ACTIVITY: Write out the records again, exactly, leaving none out.

SOURCE MATERIAL:
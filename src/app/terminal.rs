use crate::cli::Args;

pub(crate) fn no_color_env_requested() -> bool {
    std::env::var_os("NO_COLOR").is_some_and(|value| !value.is_empty())
}

pub(crate) fn is_dumb_terminal() -> bool {
    std::env::var("TERM")
        .map(|value| value.eq_ignore_ascii_case("dumb"))
        .unwrap_or(false)
}

pub(crate) fn should_disable_color(
    no_color_flag: bool,
    no_color_env: bool,
    dumb_terminal: bool,
) -> bool {
    no_color_flag || no_color_env || dumb_terminal
}

pub(crate) fn is_no_color_requested(args: &Args) -> bool {
    should_disable_color(args.no_color, no_color_env_requested(), is_dumb_terminal())
}

pub(crate) fn should_use_progress_bar(
    stderr_is_terminal: bool,
    quiet: bool,
    dumb_terminal: bool,
) -> bool {
    stderr_is_terminal && !quiet && !dumb_terminal
}

pub(crate) fn init_tracing(default_level: &str, force_cli_level: bool, no_color: bool) {
    let filter = if force_cli_level {
        tracing_subscriber::EnvFilter::new(default_level)
    } else {
        tracing_subscriber::EnvFilter::try_from_default_env()
            .unwrap_or_else(|_| tracing_subscriber::EnvFilter::new(default_level))
    };
    let _ = tracing_subscriber::fmt()
        .with_writer(std::io::stderr)
        .with_ansi(!no_color)
        .with_target(false)
        .with_env_filter(filter)
        .try_init();
}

RESPONSE TO THIS TASK:
filename src/app/terminal.rs
use crate::cli::Args;

pub(crate) fn no_color_env_requested() -> bool {
    std::env::var_os("NO_COLOR").is_some_and(|value| !value.is_empty())
}

pub(crate) fn is_dumb_terminal() -> bool {
    std::env::var("TERM")
        .map(|value| value.eq_ignore_ascii_case("dumb"))
        .unwrap_or(false)
}

pub(crate) fn should_disable_color(
    no_color_flag: bool,
    no_color_env: bool,
    dumb_terminal: bool,
) -> bool {
    no_color_flag || no_color_env || dumb_terminal
}

pub(crate) fn is_no_color_requested(args: &Args) -> bool {
    should_disable_color(args.no_color, no_color_env_requested(), is_dumb_terminal())
}

pub(crate) fn should_use_progress_bar(
    stderr_is_terminal: bool,
    quiet: bool,
    dumb_terminal: bool,
) -> bool {
    stderr_is_terminal && !quiet && !dumb_terminal
}

pub(crate) fn init_tracing(default_level: &str, force_cli_level: bool, no_color: bool) {
    let filter = if force_cli_level {
        tracing_subscriber::EnvFilter::new(default_level)
    } else {
        tracing_subscriber::EnvFilter::try_from_default_env()
            .unwrap_or_else(|_| tracing_subscriber::EnvFilter::new(default_level))
    };
    let _ = tracing_subscriber::fmt()
        .with_writer(std::io::stderr)
        .with_ansi(!no_color)
        .with_target(false)
        .with_env_filter(filter)
        .try_init();
}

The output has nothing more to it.